The film was originally known as Mademoiselle McCoy and the Pirates. In May 1949, Joseph Hoffman was hired to work on the script.

Yvonne De Carlo was cast at the very early stages of the project, and Paul Christian was originally announced as her costar. Christian was replaced by Philip Friend, who was cast on the basis of his performance in another Universal film, Sword in the Desert (1949). Robert Douglas was cast as the lead villain in the film, the first of a three-picture contract he had signed with Universal. The supporting cast included Ethel Ince, widow of John Ince, playing her first role in 30 years.

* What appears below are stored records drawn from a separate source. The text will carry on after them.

use super::input::Direction;

#[derive(Debug, Clone, Copy, PartialEq, Eq, Hash, Default)]
pub struct Point
{
    pub x: i32,
    pub y: i32,
}

impl Point
{
    pub const fn new(x: i32, y: i32) -> Self
    {
        Self { x, y }
    }

    pub fn offset(self, dir: Direction) -> Point
    {
        let (dx, dy) = dir.delta();
        Point::new(self.x + dx, self.y + dy)
    }

    pub fn translate(self, dx: i32, dy: i32) -> Point
    {
        Point::new(self.x + dx, self.y + dy)
    }
}

/// Fixed size row-major grid.
#[derive(Debug, Clone, PartialEq, Eq)]
pub struct Grid<T>
{
    width: usize,
    height: usize,
    cells: Vec<T>,
}

impl<T: Clone> Grid<T>
{
    pub fn new(width: usize, height: usize, fill: T) -> Self
    {
        Self {
            width,
            height,
            cells: vec![fill; width * height],
        }
    }

    #[cfg(test)]
    pub fn fill(&mut self, value: T)
    {
        self.cells.iter_mut().for_each(|cell| *cell = value.clone());
    }
}

impl<T> Grid<T>
{
    pub fn width(&self) -> usize
    {
        self.width
    }

    pub fn height(&self) -> usize
    {
        self.height
    }

    pub fn len(&self) -> usize
    {
        self.cells.len()
    }

    pub fn contains(&self, point: Point) -> bool
    {
        point.x >= 0
            && point.y >= 0
            && (point.x as usize) < self.width
            && (point.y as usize) < self.height
    }

    fn index(&self, point: Point) -> Option<usize>
    {
        if self.contains(point) {
            Some(point.y as usize * self.width + point.x as usize)
        } else {
            None
        }
    }

    pub fn get(&self, point: Point) -> Option<&T>
    {
        self.index(point).map(|idx| &self.cells[idx])
    }

    pub fn get_mut(&mut self, point: Point) -> Option<&mut T>
    {
        match self.index(point) {
            Some(idx) => Some(&mut self.cells[idx]),
            None => None,
        }
    }

    /// Returns false when the point is outside the grid.
    pub fn set(&mut self, point: Point, value: T) -> bool
    {
        match self.get_mut(point) {
            Some(cell) => {
                *cell = value;
                true
            }
            None => false,
        }
    }

    pub fn neighbors8(&self, point: Point) -> impl Iterator<Item = Point> + '_
    {
        (-1..=1)
            .flat_map(|dy| (-1..=1).map(move |dx| (dx, dy)))
            .filter(|&(dx, dy)| dx != 0 || dy != 0)
            .map(move |(dx, dy)| point.translate(dx, dy))
            .filter(|p| self.contains(*p))
    }

    pub fn points(&self) -> impl Iterator<Item = Point>
    {
        let width = self.width;
        (0..self.cells.len()).map(move |idx| Point::new((idx % width) as i32, (idx / width) as i32))
    }

    pub fn iter(&self) -> impl Iterator<Item = (Point, &T)>
    {
        self.points().zip(self.cells.iter())
    }

    pub fn row(&self, y: usize) -> &[T]
    {
        &self.cells[y * self.width..(y + 1) * self.width]
    }

    pub fn row_mut(&mut self, y: usize) -> &mut [T]
    {
        &mut self.cells[y * self.width..(y + 1) * self.width]
    }

    pub fn rows(&self) -> impl Iterator<Item = &[T]>
    {
        self.cells.chunks(self.width)
    }
}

When asked about the film, De Carlo said, "What a dilly! I had six knock down, drag out fights in that one. And I was just recuperating from an operation."

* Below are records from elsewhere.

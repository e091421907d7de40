pub const WORDS: &[&str] = &[
    "able", "acid", "alpha", "amber", "apple", "arrow", "atlas", "badge", "baker", "beach", "berry",
    "blade", "blaze", "bloom", "board", "bonus", "brave", "brick", "bring", "cabin", "candy",
    "cargo", "chair", "charm", "chess", "cider", "civic", "cloud", "coast", "coral", "crane",
    "crisp", "crown", "dance", "delta", "depth", "diary", "dizzy", "drift", "eagle", "earth",
    "elbow", "ember", "equal", "fable", "fancy", "feast", "fiber", "flame", "flint", "focus",
    "forge", "frost", "fruit", "giant", "glass", "globe", "grape", "grass", "habit", "happy",
    "harbor", "heart", "honey", "house", "hyper", "ivory", "jelly", "jolly", "judge", "karma",
    "kayak", "kiosk", "knife", "label", "lemon", "level", "light", "lunar", "magic", "maple",
    "march", "metal", "minor", "mango", "noble", "north", "novel", "ocean", "olive", "opera",
    "orbit", "paint", "panel", "pearl", "piano", "pixel", "plaza", "pluto", "prism", "quick",
    "quiet", "radar", "raven", "relay", "river", "robin", "royal", "salad", "scale", "shade",
    "shelf", "shine", "solar", "sonic", "spark", "spice", "storm", "sugar", "swift", "table",
    "tango", "tiger", "toast", "token", "topaz", "trail", "ultra", "umbra", "union", "urban",
    "valid", "vapor", "velvet", "vivid", "voice", "waltz", "water", "whale", "wheat", "xenon",
    "yacht", "yield", "young", "zebra", "zesty",
];

pub const BONUS_WORDS: &[&str] = &[
    "adventure", "avalanche", "blueprint", "butterfly", "celebrate", "chocolate",
    "constellation", "crocodile", "discovery", "electricity", "fireworks", "galaxy",
    "harmonica", "imagination", "kaleidoscope", "labyrinth", "marvelous", "nightingale",
    "orchestra", "phenomenon", "rhapsody", "symphony", "thunderstorm", "wonderland",
];
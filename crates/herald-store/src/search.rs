//! Message search.
//!
//! When the SQLite build carries FTS5 the query runs against the external-
//! content index, ranked by bm25, with a snippet taken from the best-matching
//! column. Otherwise (or when the FTS query itself is malformed) the search
//! degrades to a case-insensitive substring scan over the same five columns,
//! newest first. Callers only notice the difference through ranking and the
//! absence of snippets.

use chrono::{DateTime, Utc};
use rusqlite::params;

use crate::database::{clamp_limit, Store};
use crate::error::{Result, StoreError};
use crate::messages::row_to_message;
use crate::models::SearchHit;

const MESSAGE_COLUMNS_M: &str = "m.chat_address, m.message_id, m.sender, m.chat_name, m.sender_name, \
     m.ts, m.from_me, m.text, m.media_kind, m.media_caption, m.filename, m.mime_type, m.direct_path, \
     m.media_key, m.plaintext_sha256, m.encrypted_sha256, m.byte_length, m.local_path, m.downloaded_at";

impl Store {
    /// Search messages. `chat` restricts to one conversation; `since` drops
    /// anything older than the given instant.
    pub fn search(
        &self,
        query: &str,
        limit: i64,
        chat: Option<&str>,
        since: Option<DateTime<Utc>>,
    ) -> Result<Vec<SearchHit>> {
        if query.trim().is_empty() {
            return Ok(Vec::new());
        }
        let limit = clamp_limit(limit);
        let since_secs = since.map(|t| t.timestamp());

        if self.fts_enabled() {
            match self.fts_search(query, limit, chat, since_secs) {
                Ok(hits) => return Ok(hits),
                // Malformed MATCH expressions (unbalanced quotes and the
                // like) are user input, not storage failures.
                Err(StoreError::Sqlite(err)) => {
                    tracing::debug!(error = %err, "FTS query failed, using substring fallback");
                }
                Err(other) => return Err(other),
            }
        }
        self.like_search(query, limit, chat, since_secs)
    }

    fn fts_search(
        &self,
        query: &str,
        limit: i64,
        chat: Option<&str>,
        since_secs: Option<i64>,
    ) -> Result<Vec<SearchHit>> {
        let conn = self.conn();
        let sql = format!(
            "SELECT {MESSAGE_COLUMNS_M}, snippet(messages_fts, -1, '[', ']', '…', 12)
             FROM messages_fts
             JOIN messages m ON m.id = messages_fts.rowid
             WHERE messages_fts MATCH ?1
               AND (?2 IS NULL OR m.chat_address = ?2)
               AND (?3 IS NULL OR m.ts >= ?3)
             ORDER BY bm25(messages_fts)
             LIMIT ?4"
        );
        let mut stmt = conn.prepare(&sql)?;
        let rows = stmt.query_map(params![query, chat, since_secs, limit], |row| {
            Ok(SearchHit {
                message: row_to_message(row)?,
                snippet: row.get(19)?,
            })
        })?;
        rows.collect::<std::result::Result<Vec<_>, _>>()
            .map_err(StoreError::Sqlite)
    }

    pub(crate) fn like_search(
        &self,
        query: &str,
        limit: i64,
        chat: Option<&str>,
        since_secs: Option<i64>,
    ) -> Result<Vec<SearchHit>> {
        let conn = self.conn();
        let sql = format!(
            "SELECT {MESSAGE_COLUMNS_M}, ''
             FROM messages m
             WHERE (m.text LIKE '%' || ?1 || '%'
                 OR m.media_caption LIKE '%' || ?1 || '%'
                 OR m.filename LIKE '%' || ?1 || '%'
                 OR m.chat_name LIKE '%' || ?1 || '%'
                 OR m.sender_name LIKE '%' || ?1 || '%')
               AND (?2 IS NULL OR m.chat_address = ?2)
               AND (?3 IS NULL OR m.ts >= ?3)
             ORDER BY m.ts DESC
             LIMIT ?4"
        );
        let mut stmt = conn.prepare(&sql)?;
        let rows = stmt.query_map(params![query, chat, since_secs, limit], |row| {
            Ok(SearchHit {
                message: row_to_message(row)?,
                snippet: row.get(19)?,
            })
        })?;
        rows.collect::<std::result::Result<Vec<_>, _>>()
            .map_err(StoreError::Sqlite)
    }
}

#[cfg(test)]
mod tests {
    use super::*;
    use crate::test_util::{media_message, open_store, text_message, ts};

    fn seed(store: &Store) {
        let hello = text_message("1@s.whatsapp.net", "m1", "hello world", 1000);
        store.upsert_chat_for(&hello).unwrap();
        store.upsert_message(&hello).unwrap();

        let photo = media_message("2@s.whatsapp.net", "m2", 2000);
        store.upsert_chat_for(&photo).unwrap();
        store.upsert_message(&photo).unwrap();
    }

    #[test]
    fn finds_text_with_snippet_markers() {
        let (store, _dir) = open_store();
        seed(&store);

        let hits = store.search("hello", 10, None, None).unwrap();
        assert_eq!(hits.len(), 1);
        assert_eq!(hits[0].message.id, "m1");
        assert!(hits[0].snippet.contains("[hello]"));
    }

    #[test]
    fn finds_caption_matches() {
        let (store, _dir) = open_store();
        seed(&store);

        // media_message carries the caption "image cap".
        let hits = store.search("image", 10, None, None).unwrap();
        assert_eq!(hits.len(), 1);
        assert_eq!(hits[0].message.id, "m2");
        assert!(hits[0].snippet.contains("[image]"));
    }

    #[test]
    fn replaced_text_is_no_longer_findable() {
        let (store, _dir) = open_store();
        let msg = text_message("1@s.whatsapp.net", "m1", "hello", 1000);
        store.upsert_chat_for(&msg).unwrap();
        store.upsert_message(&msg).unwrap();

        let mut cleared = msg.clone();
        cleared.text = String::new();
        store.upsert_message(&cleared).unwrap();

        assert!(store.search("hello", 10, None, None).unwrap().is_empty());

        // And restoring the text makes it findable again.
        store.upsert_message(&msg).unwrap();
        assert_eq!(store.search("hello", 10, None, None).unwrap().len(), 1);
    }

    #[test]
    fn chat_and_time_filters_apply() {
        let (store, _dir) = open_store();
        for (chat, id, t) in [
            ("1@s.whatsapp.net", "m1", 1000),
            ("2@s.whatsapp.net", "m2", 2000),
        ] {
            let msg = text_message(chat, id, "meeting notes", t);
            store.upsert_chat_for(&msg).unwrap();
            store.upsert_message(&msg).unwrap();
        }

        let all = store.search("meeting", 10, None, None).unwrap();
        assert_eq!(all.len(), 2);

        let one_chat = store
            .search("meeting", 10, Some("1@s.whatsapp.net"), None)
            .unwrap();
        assert_eq!(one_chat.len(), 1);
        assert_eq!(one_chat[0].message.id, "m1");

        let recent = store.search("meeting", 10, None, Some(ts(1500))).unwrap();
        assert_eq!(recent.len(), 1);
        assert_eq!(recent[0].message.id, "m2");
    }

    #[test]
    fn malformed_fts_query_degrades_to_substring() {
        let (store, _dir) = open_store();
        seed(&store);

        // An unbalanced quote is an FTS5 syntax error; the fallback treats
        // it as a literal substring and simply finds nothing.
        let hits = store.search("\"hello", 10, None, None).unwrap();
        assert!(hits.is_empty());
    }

    #[test]
    fn substring_fallback_matches_all_columns() {
        let (store, _dir) = open_store();
        seed(&store);

        let by_text = store.like_search("HELLO", 10, None, None).unwrap();
        assert_eq!(by_text.len(), 1);
        assert_eq!(by_text[0].snippet, "");

        let by_filename = store.like_search("photo", 10, None, None).unwrap();
        assert_eq!(by_filename.len(), 1);
        assert_eq!(by_filename[0].message.id, "m2");
    }

    #[test]
    fn empty_query_returns_nothing() {
        let (store, _dir) = open_store();
        seed(&store);
        assert!(store.search("  ", 10, None, None).unwrap().is_empty());
    }

    #[test]
    fn hostile_query_strings_stay_inert() {
        let (store, _dir) = open_store();
        seed(&store);

        let hostile = "'; DROP TABLE messages; --";
        let hits = store.search(hostile, 10, None, None).unwrap();
        assert!(hits.is_empty());

        // The table is still there and still searchable.
        assert_eq!(store.count_messages().unwrap(), 2);
        assert_eq!(store.search("hello", 10, None, None).unwrap().len(), 1);

        // Same through the chat filter, which is also bound, not spliced.
        let hits = store
            .search("hello", 10, Some("x' OR '1'='1"), None)
            .unwrap();
        assert!(hits.is_empty());
    }
}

De Carlo related in her memoirs that while she was touring Argentina, she received a phone call from Eva Perón praising her films, particularly Buccaneer's Girl. De Carlo wrote: "It later dawned on me that she could identify with the character of Deborah McCoy, who capitalized on her position as a prostitute to move up into high society."

==Reception==
In a contemporary review for The New York Times, critic A. H. Weiler wrote: "There is an eerie quality about 'Buccaneer's Girl,' which has nothing to do with the Technicolor in which it is handsomely photographed or with its songs which struck this corner as ordinary. But this yarn about a lass who becomes involved with a gentleman pirate gives a viewer the strange impression that he has seen it all before and, in many cases, done in a more engaging fashion. The swashbuckling lads complete with beards, bandannas and cutlasses, the hand-to-hand battles at sea, and love and intrigue in old New Orleans are all included in this multicolored melange of adventure, romance and villainy. But it is a familiar and certainly unimpressive masquerade hardly worth all those fancy trappings."

Reviewer Marjory Adams of The Boston Globe called the film "a run-of-the-mill adventure" and "merely a background for Miss De Carlo's lush curves, and her singing and dancing."